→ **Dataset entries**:
● ● ● ●
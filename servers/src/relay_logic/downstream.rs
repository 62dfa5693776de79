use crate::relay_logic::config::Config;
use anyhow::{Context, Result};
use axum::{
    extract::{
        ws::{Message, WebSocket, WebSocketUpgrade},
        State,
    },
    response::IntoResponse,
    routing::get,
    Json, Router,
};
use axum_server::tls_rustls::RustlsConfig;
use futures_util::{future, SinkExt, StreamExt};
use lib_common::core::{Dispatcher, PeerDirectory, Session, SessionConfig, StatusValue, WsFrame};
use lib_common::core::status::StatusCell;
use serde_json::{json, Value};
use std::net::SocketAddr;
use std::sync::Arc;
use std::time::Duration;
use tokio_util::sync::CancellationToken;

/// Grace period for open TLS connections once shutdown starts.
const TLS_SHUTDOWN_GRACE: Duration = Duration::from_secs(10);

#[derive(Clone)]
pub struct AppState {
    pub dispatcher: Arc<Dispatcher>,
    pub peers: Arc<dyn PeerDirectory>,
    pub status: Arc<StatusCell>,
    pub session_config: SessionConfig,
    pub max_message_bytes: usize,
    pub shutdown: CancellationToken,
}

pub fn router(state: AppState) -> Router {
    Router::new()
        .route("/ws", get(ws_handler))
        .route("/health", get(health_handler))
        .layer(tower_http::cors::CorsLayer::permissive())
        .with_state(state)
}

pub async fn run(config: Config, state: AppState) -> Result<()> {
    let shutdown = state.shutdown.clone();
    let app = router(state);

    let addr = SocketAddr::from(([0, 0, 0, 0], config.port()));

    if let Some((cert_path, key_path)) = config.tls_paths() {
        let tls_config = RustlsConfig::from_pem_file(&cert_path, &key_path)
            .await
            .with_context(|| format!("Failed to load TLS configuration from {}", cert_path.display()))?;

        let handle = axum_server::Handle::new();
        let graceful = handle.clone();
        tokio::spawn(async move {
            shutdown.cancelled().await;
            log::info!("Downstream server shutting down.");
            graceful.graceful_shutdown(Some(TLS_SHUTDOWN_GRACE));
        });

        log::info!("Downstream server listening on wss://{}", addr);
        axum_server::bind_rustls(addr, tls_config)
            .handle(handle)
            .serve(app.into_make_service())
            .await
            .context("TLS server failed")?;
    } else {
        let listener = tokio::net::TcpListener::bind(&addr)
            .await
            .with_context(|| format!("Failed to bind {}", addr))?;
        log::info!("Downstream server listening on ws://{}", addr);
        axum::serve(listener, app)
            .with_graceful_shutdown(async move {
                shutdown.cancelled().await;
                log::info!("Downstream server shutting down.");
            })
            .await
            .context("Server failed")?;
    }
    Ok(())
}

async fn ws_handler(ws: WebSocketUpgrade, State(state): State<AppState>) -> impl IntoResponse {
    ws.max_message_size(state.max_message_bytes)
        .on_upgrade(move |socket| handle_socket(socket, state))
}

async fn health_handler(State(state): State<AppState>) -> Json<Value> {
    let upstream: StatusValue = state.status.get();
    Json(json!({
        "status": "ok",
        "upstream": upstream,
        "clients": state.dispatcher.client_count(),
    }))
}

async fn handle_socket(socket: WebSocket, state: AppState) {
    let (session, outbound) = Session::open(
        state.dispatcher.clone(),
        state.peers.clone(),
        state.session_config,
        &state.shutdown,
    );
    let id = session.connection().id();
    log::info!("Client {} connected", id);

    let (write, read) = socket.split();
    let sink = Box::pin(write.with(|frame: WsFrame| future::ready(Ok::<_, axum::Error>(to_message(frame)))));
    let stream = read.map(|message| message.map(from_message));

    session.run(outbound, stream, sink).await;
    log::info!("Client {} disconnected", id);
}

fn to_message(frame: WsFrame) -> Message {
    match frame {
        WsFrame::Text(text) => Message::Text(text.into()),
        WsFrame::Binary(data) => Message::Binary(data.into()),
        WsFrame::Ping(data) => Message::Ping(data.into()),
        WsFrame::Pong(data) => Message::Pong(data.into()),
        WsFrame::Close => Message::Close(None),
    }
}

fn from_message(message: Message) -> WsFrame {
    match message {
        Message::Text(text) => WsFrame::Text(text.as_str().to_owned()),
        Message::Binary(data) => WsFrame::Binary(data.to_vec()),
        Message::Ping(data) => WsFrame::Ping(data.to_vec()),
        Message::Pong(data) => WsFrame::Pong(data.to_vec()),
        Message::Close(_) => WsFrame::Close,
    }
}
● ● ● ●
→ **What to produce**: Only lines holding the string "SessionConfig" are wanted; gather each one from the entries above.

→ **Task response**:
use lib_common::core::{Dispatcher, PeerDirectory, Session, SessionConfig, StatusValue, WsFrame};
    pub session_config: SessionConfig,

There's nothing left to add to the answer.